The make program has a set of single-suffix rules to build source files directly into a target file name that does not have a suffix (command files, for example). The make program also has rules to change the following source files with suffix to object files without a suffix:

.C: From a C++ language source file.
.C\~: From an SCCS C++ language source file.
.c: From a C language source file.
.c~: From an SCCS C language source file.
.sh: From a shell file.
.sh~: From an SCCS shell file.

For example, to maintain the cat program, enter:

make cat

if all of the needed source files are in the current directory.

Using the Make Command with Archive Libraries

Use the make command to build libraries and library files. The make program recognizes the suffix .a as a library file. The internal rules for changing source files to library files are:

.C.a C++ source to archive.
.C\~.a SCCS C++ source to archive.
.c.a C source to archive.
.c~.a SCCS C source to archive.
.s~.a SCCS assembler source to archive.
.f.a Fortran source to archive.
.f~.a SCCS Fortran source to archive.

Changing Macros in the Rules File

The make program uses macro definitions in the rules file. To change these macro definitions, enter new definitions for each macro on the command line or in the description file. The make program uses the following macro names to represent the language processors that it uses:

AS For the assembler.
CC For the C compiler.
CCC For the C++ compiler.
YACC For the yacc command.
LEX For the lex command.

The make program uses the following macro names to represent the flags that it uses:

CFLAGS For C compiler flags.
CCFLAGS For C++ compiler flags.
YFLAGS For yacc command flags.
LFLAGS For lex command flags.

Therefore, the command:

make "CC=NEWCC"

directs the make command to use the NEWCC program in place of the usual C language compiler. Similarly, the command:

make "CFLAGS=-O"

directs the make command to optimize the final object code produced by the C language compiler.

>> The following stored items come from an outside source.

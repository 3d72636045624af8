//! Output Channels
//!
//! An output channel computes one scalar actuator parameter as a constant
//! multiplied by the shaped values of its connected inputs. Connections are
//! held in insertion order and addressed by ordinal position only.

use crate::error::MixError;
use crate::transfer::TransferFunction;
use serde::{Deserialize, Serialize};

/// Ordinal position of a connection within its output channel
pub type CoefficientId = usize;

/// One shaped input feeding an output channel's product
#[derive(Debug, Clone, Copy, PartialEq, Default, Serialize, Deserialize)]
pub struct Connection {
    /// Index into the input sample
    pub input: usize,

    #[serde(default)]
    pub function: TransferFunction,
}

impl Connection {
    pub fn new(input: usize, function: impl Into<TransferFunction>) -> Self {
        Self {
            input,
            function: function.into(),
        }
    }

    /// Identity-shaped connection
    pub fn identity(input: usize) -> Self {
        Self::new(input, TransferFunction::IDENTITY)
    }

    /// Shaped value of this connection for an input sample
    pub fn evaluate(&self, inputs: &[f64]) -> Result<f64, MixError> {
        let x = inputs
            .get(self.input)
            .copied()
            .ok_or(MixError::IndexOutOfRange {
                index: self.input,
                len: inputs.len(),
            })?;
        Ok(self.function.evaluate(x))
    }
}

/// Constant times the product of shaped input connections
#[derive(Debug, Clone, PartialEq, Default, Serialize, Deserialize)]
pub struct OutputChannel {
    #[serde(default)]
    pub constant: f64,

    #[serde(default)]
    pub connections: Vec<Connection>,
}

impl OutputChannel {
    pub fn new(constant: f64) -> Self {
        Self {
            constant,
            connections: Vec::new(),
        }
    }

    /// Builder-style connect
    pub fn with(mut self, connection: Connection) -> Self {
        self.connections.push(connection);
        self
    }

    /// Evaluate the channel for one input sample
    pub fn evaluate(&self, inputs: &[f64]) -> Result<f64, MixError> {
        self.connections
            .iter()
            .try_fold(self.constant, |acc, c| Ok(acc * c.evaluate(inputs)?))
    }

    /// Append a connection, returning its coefficient id
    pub fn connect(&mut self, input: usize, function: impl Into<TransferFunction>) -> CoefficientId {
        self.connections.push(Connection::new(input, function));
        self.connections.len() - 1
    }

    /// Remove the connection at ordinal position `id`
    ///
    /// Later connections move down by one position.
    pub fn disconnect(&mut self, id: CoefficientId) -> Option<Connection> {
        if id >= self.connections.len() {
            return None;
        }
        Some(self.connections.remove(id))
    }

    pub fn coefficient(&self, id: CoefficientId) -> Option<&Connection> {
        self.connections.get(id)
    }

    pub fn coefficient_mut(&mut self, id: CoefficientId) -> Option<&mut Connection> {
        self.connections.get_mut(id)
    }

    pub fn coefficient_count(&self) -> usize {
        self.connections.len()
    }

    /// Largest input index referenced, if any connection exists
    pub fn max_input(&self) -> Option<usize> {
        self.connections.iter().map(|c| c.input).max()
    }
}

#[cfg(test)]
mod tests {
    use super::*;
    use crate::transfer::Shape;
    use approx::assert_relative_eq;

    #[test]
    fn test_constant_only() {
        let channel = OutputChannel::new(2.5);
        assert_eq!(channel.evaluate(&[]).unwrap(), 2.5);
        assert_eq!(channel.evaluate(&[1.0, -4.0, 9.0]).unwrap(), 2.5);
    }

    #[test]
    fn test_default_is_zero() {
        let channel = OutputChannel::default();
        assert_eq!(channel.evaluate(&[0.3]).unwrap(), 0.0);
    }

    #[test]
    fn test_inverted_square() {
        let channel = OutputChannel::new(2.0).with(Connection::new(
            1,
            TransferFunction::new(Shape::Square).inverted_arguments(),
        ));
        assert_eq!(channel.evaluate(&[0.0, 3.0]).unwrap(), 18.0);
    }

    #[test]
    fn test_product_of_connections() {
        let mut channel = OutputChannel::new(0.5);
        channel.connect(0, Shape::Identity);
        channel.connect(2, Shape::Absolute);
        assert_relative_eq!(
            channel.evaluate(&[0.4, 9.0, -3.0]).unwrap(),
            0.6,
            epsilon = 1e-12
        );
    }

    #[test]
    fn test_out_of_range_input_fails() {
        let channel = OutputChannel::new(1.0).with(Connection::identity(3));
        let err = channel.evaluate(&[1.0, 2.0]).unwrap_err();
        assert_eq!(err, MixError::IndexOutOfRange { index: 3, len: 2 });
    }

    #[test]
    fn test_connect_returns_ordinal() {
        let mut channel = OutputChannel::new(1.0);
        assert_eq!(channel.connect(4, Shape::Ramp), 0);
        assert_eq!(channel.connect(4, Shape::Step), 1);
        assert_eq!(channel.connect(0, Shape::Identity), 2);
        assert_eq!(channel.coefficient_count(), 3);
        assert_eq!(channel.max_input(), Some(4));
    }

    #[test]
    fn test_disconnect_by_position() {
        // Input indices deliberately differ from ordinal positions.
        let mut channel = OutputChannel::new(1.0);
        channel.connect(2, Shape::Ramp);
        channel.connect(0, Shape::Step);
        channel.connect(1, Shape::Square);

        let removed = channel.disconnect(0).unwrap();
        assert_eq!(removed.input, 2);
        assert_eq!(channel.coefficient(0).unwrap().input, 0);
        assert_eq!(channel.coefficient(1).unwrap().input, 1);
        assert!(channel.disconnect(2).is_none());
        assert_eq!(channel.coefficient_count(), 2);
    }
}
impl FinNode {
    /// Build a node from a validated configuration
    pub fn new(
        config: Config,
        channels: Box<dyn ChannelSource + Send>,
        profiles: Box<dyn ProfileSink + Send>,
    ) -> Result<Self, ConfigError> {
        config.validate()?;
        let servos = ServoRegistry::new(
            config.controller.gain.to_commands(),
            config.controller.max_servos,
        );
        let controller = OscillatorController::from_config(&config.controller, 0.0);
        Ok(Self {
            config,
            mixing: MixingState::new(),
            servos,
            controller,
            channels,
            profiles,
            epoch: Instant::now(),
        })
    }

    pub fn with_fins(mut self, fins: FinRegistry) -> Self {
        self.mixing.fins = fins;
        self
    }

    /// Load the fin set named by the configuration, if any
    pub fn load_fins(&mut self) -> Result<usize, ConfigError> {
        let Some(path) = self.config.fins.clone() else {
            return Ok(0);
        };
        let def = FinSetDef::load(&path)?;
        self.mixing.fins = FinRegistry::from_def(&def);
        info!("Loaded {} fin(s) from {}.", def.fins.len(), path.display());
        Ok(def.fins.len())
    }

    pub fn config(&self) -> &Config {
        &self.config
    }

    pub fn mixing(&self) -> &MixingState {
        &self.mixing
    }

    pub fn fins(&self) -> &FinRegistry {
        &self.mixing.fins
    }

    pub fn servos(&self) -> &ServoRegistry {
        &self.servos
    }

    pub fn controller(&self) -> &OscillatorController {
        &self.controller
    }

    /// Seconds since the node was created
    pub fn elapsed(&self) -> f64 {
        self.epoch.elapsed().as_secs_f64()
    }

    /// True when no input sample was dispatched within the expected period
    pub fn input_stale(&self) -> bool {
        let period = 1.0 / self.config.dispatch.expected_frequency;
        self.mixing
            .liveness
            .idle_secs()
            .map_or(true, |idle| idle > period)
    }

    // ------------------------------------------------------------------
    // Transitions
    // ------------------------------------------------------------------

    /// Discover servos unless already populated; true once servos exist
    pub fn step_connect(&mut self) -> bool {
        if self.servos.is_empty() {
            // Failures are logged by the registry and retried on the next timer.
            let _ = self.servos.populate(self.channels.as_mut());
        }
        !self.servos.is_empty()
    }

    pub fn step_configure(&mut self, request: Request) -> Response {
        self.mixing.handle_request(request)
    }

    pub fn step_servo(&mut self, request: ServoRequest) -> ServoResponse {
        self.servos.handle_request(request)
    }

    /// Mix one input sample into servo command targets
    pub fn step_input(&mut self, inputs: &[f64]) -> Result<usize, MixError> {
        self.mixing.dispatch(inputs, &mut self.servos).map_err(|e| {
            debug!("Input sample of {} value(s) dropped: {}", inputs.len(), e);
            e
        })
    }

    /// Run one controller tick at `now` seconds since the node epoch
    pub fn step_control(&mut self, now: f64) -> Result<usize, MixError> {
        self.controller
            .tick_and_send(now, &mut self.servos, self.profiles.as_mut())
    }

    /// Handle one event; returns true when the node should stop
    pub fn handle_event(&mut self, event: Event) -> bool {
        match event {
            Event::Configure(request, reply) => {
                if reply.send(self.step_configure(request)).is_err() {
                    debug!("Configuration reply dropped: requester is gone");
                }
            }
            Event::Servo(request, reply) => {
                if reply.send(self.step_servo(request)).is_err() {
                    debug!("Servo reply dropped: requester is gone");
                }
            }
            Event::Input(inputs) => {
                let _ = self.step_input(&inputs);
            }
            Event::Shutdown => return true,
        }
        false
    }

    // ------------------------------------------------------------------
    // Event loop
    // ------------------------------------------------------------------

    /// Run until `Shutdown` arrives or every sender is dropped
    pub fn run(mut self, events: Receiver<Event>) {
        self.step_connect();

        let control = tick(Duration::from_secs_f64(self.config.controller.period()));
        let retry = tick(Duration::from_secs_f64(self.config.connection.retry));
        info!(
            "Fin node running: controller at {} Hz, {} fin(s), {} servo(s).",
            self.config.controller.frequency,
            self.mixing.fins.len(),
            self.servos.len()
        );

        loop {
            select! {
                recv(events) -> msg => match msg {
                    Ok(event) => {
                        if self.handle_event(event) {
                            break;
                        }
                    }
                    Err(_) => break,
                },
                recv(control) -> _ => {
                    let now = self.elapsed();
                    let _ = self.step_control(now);
                }
                recv(retry) -> _ => {
                    if self.servos.is_empty() {
                        self.step_connect();
                    }
                }
            }
        }

        info!(
            "Fin node stopped after {} dispatch(es) and {} controller tick(s).",
            self.mixing.liveness.ticks(),
            self.controller.liveness.ticks()
        );
    }

    /// Run the node on its own thread
    pub fn spawn(self) -> (NodeClient, JoinHandle<()>) {
        let (tx, rx) = unbounded();
        let handle = std::thread::spawn(move || self.run(rx));
        (NodeClient { events: tx }, handle)
    }
}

To review the internal rules that the make command uses, refer to the /usr/ccs/lib/make.cfg file.

Defining Default Conditions in a Description File

When the make command creates a target file but cannot find commands in the description file or internal rules to create a file, it looks at the description file for default conditions. To define the commands that the make command performs in this case, use the .DEFAULT target name in the description file:

.DEFAULT:
                command
                command
                   .
                   .
                   .

Because .DEFAULT is not a real target file, it is called a fake target. Use the .DEFAULT fake target name for an error-recovery routine or for a general procedure to create all files in the program that are not defined by an internal rule of the make program.

Including Other Files in a Description File

Include files other than the current description file by using the word include as the first word on any line in the description file. Follow the word with a blank or a tab, and then the file name for the make command to include in the operation.

Note: Only one file is supported per include statement.

For example:

include /home/tom/temp
include /home/tom/sample

directs the make command to read the temp and sample files and the current description file to build the target file.

Do not use more than 16 levels of nesting with the include files feature.

Defining and Using Macros in a Description File

A macro is a name (or label) to use in place of several other names. It is a way of writing the longer string of characters in shorthand. To define a macro:

  1. Start a new line with the name of the macro.
  2. Follow the name with an = (equal sign).
  3. To the right of the = (equal sign), enter the string of characters that the macro name represents.

The macro definition can contain blanks before and after the = (equal sign) without affecting the result. The macro definition cannot contain a : (colon) or a tab before the = (equal sign).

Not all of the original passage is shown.